La testostérone et la dihydrotestostérone augmentent la taille folliculaire dans les zones androgéno-dépendantes comme la barbe durant l'adolescence, mais causent plus tard la miniaturisation des follicules du cuir chevelu (alopécie androgénétique). Les follicules des zones alopéciques diffèrent dans le métabolisme androgénique, le nombre de récepteurs aux androgènes et les réponses sécrétrices.

Les cellules cutanées contiennent les deux isoenzymes de la 5α-réductase (types I et II) qui convertissent la testostérone en dihydrotestostérone plus puissante. Le type II se trouve dans les follicules pileux, et son inhibition par le finastéride ralentit la progression de l'alopécie androgénétique.

Les follicules pileux sont richement innervés, avec un remodelage nerveux constant tout au long du cycle capillaire. La région du renflement est particulièrement riche en terminaisons nerveuses et cellules de Merkel, qui peuvent contrôler la prolifération folliculaire via les neurotrophines et neuropeptides.

Comprendre les troubles de la croissance capillaire

Excepté les rares défauts congénitaux et les alopécies cicatricielles, la plupart des chutes de cheveux et des pousses indésirables reflètent des aberrations du cycle folliculaire et sont théoriquement réversibles.

L'effluvium télogène – chute transitoire associée aux médicaments, fièvre, anomalies endocriniennes, accouchement, anémie et malnutrition – survient quand davantage de follicules entrent prématurément en télogène. Ceci débute typiquement 2 à 4 mois après l'événement déclencheur et dure plusieurs mois, la repousse survenant généralement ensuite.

L'alopécie androgénétique implique un raccourcissement progressif des cycles anagènes successifs accompagné d'une miniaturisation graduelle des follicules génétiquement prédisposés en présence d'androgènes. Les poils terminaux sont remplacés par du duvet à peine visible, bien que les follicules continuent de cycler, rendant cette affection potentiellement réversible.

L'hirsutisme et l'hypertrichose résultent d'une phase anagène prolongée avec élargissement folliculaire anormal, transformant le duvet en poils terminaux. L'inflammation autour de la zone du renflement dans des conditions comme la maladie du greffon contre l'hôte et l'alopécie androgénétique peut endommager les cellules souches folliculaires, diminuant la densité capillaire.

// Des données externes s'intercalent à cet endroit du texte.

use chrono::{NaiveTime, TimeDelta, Weekday};
use serde::{Deserialize, Serialize};
use thiserror::Error;

use crate::shared::entity::{Entity, ID};

pub const MIN_DURATION_MINUTES: i64 = 5;
pub const MAX_DURATION_MINUTES: i64 = 480;
pub const MIN_SLOT_INTERVAL_MINUTES: i64 = 5;
pub const MAX_SLOT_INTERVAL_MINUTES: i64 = 60;

/// How the meeting takes place
#[derive(Debug, Clone, Default, PartialEq, Eq, Serialize, Deserialize)]
#[serde(rename_all = "camelCase")]
pub enum LocationKind {
    #[default]
    Video,
    Phone,
    InPerson,
}

impl From<LocationKind> for String {
    fn from(l: LocationKind) -> Self {
        match l {
            LocationKind::Video => "video".into(),
            LocationKind::Phone => "phone".into(),
            LocationKind::InPerson => "in_person".into(),
        }
    }
}

impl TryFrom<String> for LocationKind {
    type Error = anyhow::Error;
    fn try_from(l: String) -> anyhow::Result<LocationKind> {
        Ok(match &l[..] {
            "video" => LocationKind::Video,
            "phone" => LocationKind::Phone,
            "in_person" => LocationKind::InPerson,
            _ => Err(anyhow::anyhow!("Invalid location kind"))?,
        })
    }
}

/// The shape of an extra question the host asks the guest at booking time
#[derive(Debug, Clone, PartialEq, Eq, Serialize, Deserialize)]
#[serde(tag = "type", rename_all = "camelCase")]
pub enum QuestionKind {
    Text,
    Textarea,
    Select { options: Vec<String> },
}

#[derive(Debug, Clone, PartialEq, Eq, Serialize, Deserialize)]
#[serde(rename_all = "camelCase")]
pub struct CustomQuestion {
    pub label: String,
    #[serde(flatten)]
    pub kind: QuestionKind,
    pub required: bool,
}

impl CustomQuestion {
    /// Whether `answer` is an acceptable response to this question.
    pub fn accepts(&self, answer: Option<&str>) -> bool {
        match answer {
            None | Some("") => !self.required,
            Some(value) => match &self.kind {
                QuestionKind::Text | QuestionKind::Textarea => true,
                QuestionKind::Select { options } => options.iter().any(|o| o == value),
            },
        }
    }
}

/// One wall-clock interval on one weekday, interpreted in the host timezone
#[derive(Debug, Clone, PartialEq, Eq, Serialize, Deserialize)]
#[serde(rename_all = "camelCase")]
pub struct WorkingHours {
    pub day: Weekday,
    pub start: NaiveTime,
    pub end: NaiveTime,
}

/// A bookable meeting definition owned by a host
#[derive(Debug, Clone, Serialize, Deserialize)]
#[serde(rename_all = "camelCase")]
pub struct EventType {
    pub id: ID,
    pub host_id: ID,
    pub slug: String,
    pub name: String,
    pub description: Option<String>,
    pub duration_minutes: i64,
    pub buffer_before_minutes: i64,
    pub buffer_after_minutes: i64,
    pub minimum_notice_minutes: i64,
    pub scheduling_window_days: i64,
    pub slot_interval_minutes: i64,
    pub working_hours: Vec<WorkingHours>,
    /// Calendars whose busy blocks gate availability
    pub participating_calendars: Vec<ID>,
    /// Calendar the confirmed booking is written to, must participate
    pub destination_calendar: Option<ID>,
    pub location_kind: LocationKind,
    /// Whether tentative external events count as busy
    pub include_tentative_busy: bool,
    /// New bookings start out PENDING instead of CONFIRMED
    pub requires_confirmation: bool,
    pub custom_questions: Vec<CustomQuestion>,
    pub active: bool,
}

impl Entity<ID> for EventType {
    fn id(&self) -> ID {
        self.id.clone()
    }
}

#[derive(Error, Debug, PartialEq, Eq)]
pub enum InvalidEventType {
    #[error("Slug '{0}' is not a valid slug (lowercase letters, digits and dashes)")]
    Slug(String),
    #[error("Duration of {0} minutes is outside of [{MIN_DURATION_MINUTES}, {MAX_DURATION_MINUTES}]")]
    Duration(i64),
    #[error(
        "Slot interval of {0} minutes is outside of [{MIN_SLOT_INTERVAL_MINUTES}, {MAX_SLOT_INTERVAL_MINUTES}]"
    )]
    SlotInterval(i64),
    #[error("Working hours must have start before end")]
    WorkingHoursOrder,
    #[error("Minimum notice and scheduling window cannot be negative")]
    NegativeWindow,
    #[error("Buffers cannot be negative")]
    NegativeBuffer,
    #[error("Destination calendar must be one of the participating calendars")]
    DestinationNotParticipating,
}

impl EventType {
    pub fn validate(&self) -> Result<(), InvalidEventType> {
        if self.slug.is_empty()
            || !self
                .slug
                .chars()
                .all(|c| c.is_ascii_lowercase() || c.is_ascii_digit() || c == '-')
        {
            return Err(InvalidEventType::Slug(self.slug.clone()));
        }
        if !(MIN_DURATION_MINUTES..=MAX_DURATION_MINUTES).contains(&self.duration_minutes) {
            return Err(InvalidEventType::Duration(self.duration_minutes));
        }
        if !(MIN_SLOT_INTERVAL_MINUTES..=MAX_SLOT_INTERVAL_MINUTES)
            .contains(&self.slot_interval_minutes)
        {
            return Err(InvalidEventType::SlotInterval(self.slot_interval_minutes));
        }
        if self.working_hours.iter().any(|wh| wh.start >= wh.end) {
            return Err(InvalidEventType::WorkingHoursOrder);
        }
        if self.minimum_notice_minutes < 0 || self.scheduling_window_days < 0 {
            return Err(InvalidEventType::NegativeWindow);
        }
        if self.buffer_before_minutes < 0 || self.buffer_after_minutes < 0 {
            return Err(InvalidEventType::NegativeBuffer);
        }
        if let Some(destination) = &self.destination_calendar {
            if !self.participating_calendars.contains(destination) {
                return Err(InvalidEventType::DestinationNotParticipating);
            }
        }
        Ok(())
    }

    pub fn duration(&self) -> TimeDelta {
        TimeDelta::minutes(self.duration_minutes)
    }

    pub fn slot_interval(&self) -> TimeDelta {
        TimeDelta::minutes(self.slot_interval_minutes)
    }

    pub fn buffer_before(&self) -> TimeDelta {
        TimeDelta::minutes(self.buffer_before_minutes)
    }

    pub fn buffer_after(&self) -> TimeDelta {
        TimeDelta::minutes(self.buffer_after_minutes)
    }

    pub fn minimum_notice(&self) -> TimeDelta {
        TimeDelta::minutes(self.minimum_notice_minutes)
    }

    pub fn scheduling_window(&self) -> TimeDelta {
        TimeDelta::days(self.scheduling_window_days)
    }

    /// Working hours rules that apply on the given weekday
    pub fn working_hours_on(&self, day: Weekday) -> Vec<&WorkingHours> {
        self.working_hours.iter().filter(|wh| wh.day == day).collect()
    }
}

#[cfg(test)]
mod test {
    use super::*;

    fn event_type() -> EventType {
        EventType {
            id: Default::default(),
            host_id: Default::default(),
            slug: "intro-call".into(),
            name: "Intro call".into(),
            description: None,
            duration_minutes: 30,
            buffer_before_minutes: 0,
            buffer_after_minutes: 0,
            minimum_notice_minutes: 60,
            scheduling_window_days: 14,
            slot_interval_minutes: 15,
            working_hours: vec![WorkingHours {
                day: Weekday::Mon,
                start: NaiveTime::from_hms_opt(9, 0, 0).unwrap(),
                end: NaiveTime::from_hms_opt(17, 0, 0).unwrap(),
            }],
            participating_calendars: Vec::new(),
            destination_calendar: None,
            location_kind: LocationKind::Video,
            include_tentative_busy: false,
            requires_confirmation: false,
            custom_questions: Vec::new(),
            active: true,
        }
    }

    #[test]
    fn accepts_a_well_formed_event_type() {
        assert!(event_type().validate().is_ok());
    }

    #[test]
    fn rejects_out_of_range_duration_and_interval() {
        let mut et = event_type();
        et.duration_minutes = 481;
        assert_eq!(et.validate(), Err(InvalidEventType::Duration(481)));

        let mut et = event_type();
        et.slot_interval_minutes = 2;
        assert_eq!(et.validate(), Err(InvalidEventType::SlotInterval(2)));
    }

    #[test]
    fn rejects_inverted_working_hours() {
        let mut et = event_type();
        et.working_hours[0].end = NaiveTime::from_hms_opt(8, 0, 0).unwrap();
        assert_eq!(et.validate(), Err(InvalidEventType::WorkingHoursOrder));
    }

    #[test]
    fn rejects_bad_slugs() {
        for slug in ["", "Intro Call", "intro_call", "intro/call"] {
            let mut et = event_type();
            et.slug = slug.into();
            assert!(matches!(et.validate(), Err(InvalidEventType::Slug(_))));
        }
    }

    #[test]
    fn destination_must_participate() {
        let calendar_id = ID::default();
        let mut et = event_type();
        et.destination_calendar = Some(calendar_id.clone());
        assert_eq!(
            et.validate(),
            Err(InvalidEventType::DestinationNotParticipating)
        );

        et.participating_calendars = vec![calendar_id];
        assert!(et.validate().is_ok());
    }

    #[test]
    fn select_question_only_accepts_listed_options() {
        let question = CustomQuestion {
            label: "Team size".into(),
            kind: QuestionKind::Select {
                options: vec!["1-10".into(), "11-50".into()],
            },
            required: true,
        };
        assert!(question.accepts(Some("1-10")));
        assert!(!question.accepts(Some("51+")));
        assert!(!question.accepts(None));

        let optional = CustomQuestion {
            required: false,
            ..question
        };
        assert!(optional.accepts(None));
    }
}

Traitements actuels et perspectives futures

Deux médicaments approuvés par la FDA traitent l'alopécie androgénétique : la solution topique de minoxidil et le finastéride oral. Le minoxidil prolonge l'anagène, fait pousser les follicules au repos et agrandit les follicules, bien que son mécanisme exact reste inconnu et ses effets varient significativement entre patients.

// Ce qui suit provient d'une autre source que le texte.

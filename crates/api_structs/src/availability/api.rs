pub mod get_availability {
    use std::collections::BTreeMap;

    use serde::{Deserialize, Serialize};
    use slotbook_domain::{ID, SlotsDate, Tz};

    use crate::dtos::SlotDTO;

    #[derive(Debug, Deserialize)]
    #[serde(rename_all = "camelCase")]
    pub struct QueryParams {
        pub event_type_id: ID,
        /// Local date, YYYY-MM-DD
        pub start_date: String,
        /// Local date, YYYY-MM-DD (inclusive)
        pub end_date: String,
        /// Guest timezone used for date grouping; defaults to UTC
        pub timezone: Option<Tz>,
    }

    /// API response for listing bookable slots.
    ///
    /// Keys are local dates in the guest timezone; slot instants are UTC.
    #[derive(Debug, Serialize, Deserialize)]
    #[serde(rename_all = "camelCase")]
    pub struct APIResponse {
        pub slots: BTreeMap<String, Vec<SlotDTO>>,
        pub timezone: String,
    }

    impl APIResponse {
        pub fn new(dates: Vec<SlotsDate>, timezone: Tz) -> Self {
            Self {
                slots: dates
                    .into_iter()
                    .map(|d| (d.date, d.slots.into_iter().map(SlotDTO::new).collect()))
                    .collect(),
                timezone: timezone.to_string(),
            }
        }
    }

}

Le finastéride bloque la 5α-réductase de type II, diminuant les concentrations cutanées et sériques de dihydrotestostérone pour inhiber la miniaturisation androgéno-dépendante. Cependant, simplement supprimer les androgènes ne reverse typiquement pas la miniaturisation, rendant les traitements actuels souvent inefficaces dans les cas avancés.

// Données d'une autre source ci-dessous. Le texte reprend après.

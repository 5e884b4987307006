use std::{collections::HashMap, sync::Mutex};

use slotbook_domain::{ConnectedAccount, ID};

use super::IAccountRepo;

#[derive(Default)]
pub struct InMemoryAccountRepo {
    accounts: Mutex<HashMap<ID, ConnectedAccount>>,
}

impl InMemoryAccountRepo {
    pub fn new() -> Self {
        Self::default()
    }

    fn with_lock<T>(&self, f: impl FnOnce(&mut HashMap<ID, ConnectedAccount>) -> T) -> T {
        let mut guard = match self.accounts.lock() {
            Ok(guard) => guard,
            Err(poisoned) => poisoned.into_inner(),
        };
        f(&mut guard)
    }
}

#[async_trait::async_trait]
impl IAccountRepo for InMemoryAccountRepo {
    async fn insert(&self, account: &ConnectedAccount) -> anyhow::Result<()> {
        self.with_lock(|accounts| accounts.insert(account.id.clone(), account.clone()));
        Ok(())
    }

    async fn save(&self, account: &ConnectedAccount) -> anyhow::Result<()> {
        self.insert(account).await
    }

    async fn find(&self, account_id: &ID) -> anyhow::Result<Option<ConnectedAccount>> {
        Ok(self.with_lock(|accounts| accounts.get(account_id).cloned()))
    }

    async fn find_by_host(&self, host_id: &ID) -> anyhow::Result<Vec<ConnectedAccount>> {
        Ok(self.with_lock(|accounts| {
            accounts
                .values()
                .filter(|a| &a.host_id == host_id)
                .cloned()
                .collect()
        }))
    }

    async fn find_by_host_and_identity(
        &self,
        host_id: &ID,
        external_identity: &str,
    ) -> anyhow::Result<Option<ConnectedAccount>> {
        Ok(self.with_lock(|accounts| {
            accounts
                .values()
                .find(|a| &a.host_id == host_id && a.external_identity == external_identity)
                .cloned()
        }))
    }
}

Puisque le volume de la papille dermique détermine le diamètre de la tige pilaire et possiblement la durée de l'anagène, des anomalies à ce niveau pourraient sous-tendre l'alopécie androgénétique. Les futurs traitements ciblant ces mécanismes fondamentaux promettent une restauration capillaire plus efficace.

Sources d'information

Titre original de l'article : The Biology of Hair Follicles.
Auteurs : Ralf Paus, M.D., et George Cotsarelis, M.D.
Publication : The New England Journal of Medicine, Volume 341 Numéro 7, 12 août 2004
Note : Cet article vulgarisé est basé sur des recherches évaluées par les pairs du Department of Dermatology, University Hospital Eppendorf, University of Hamburg, Germany et du Department of Dermatology, University of Pennsylvania Medical Center, Philadelphia.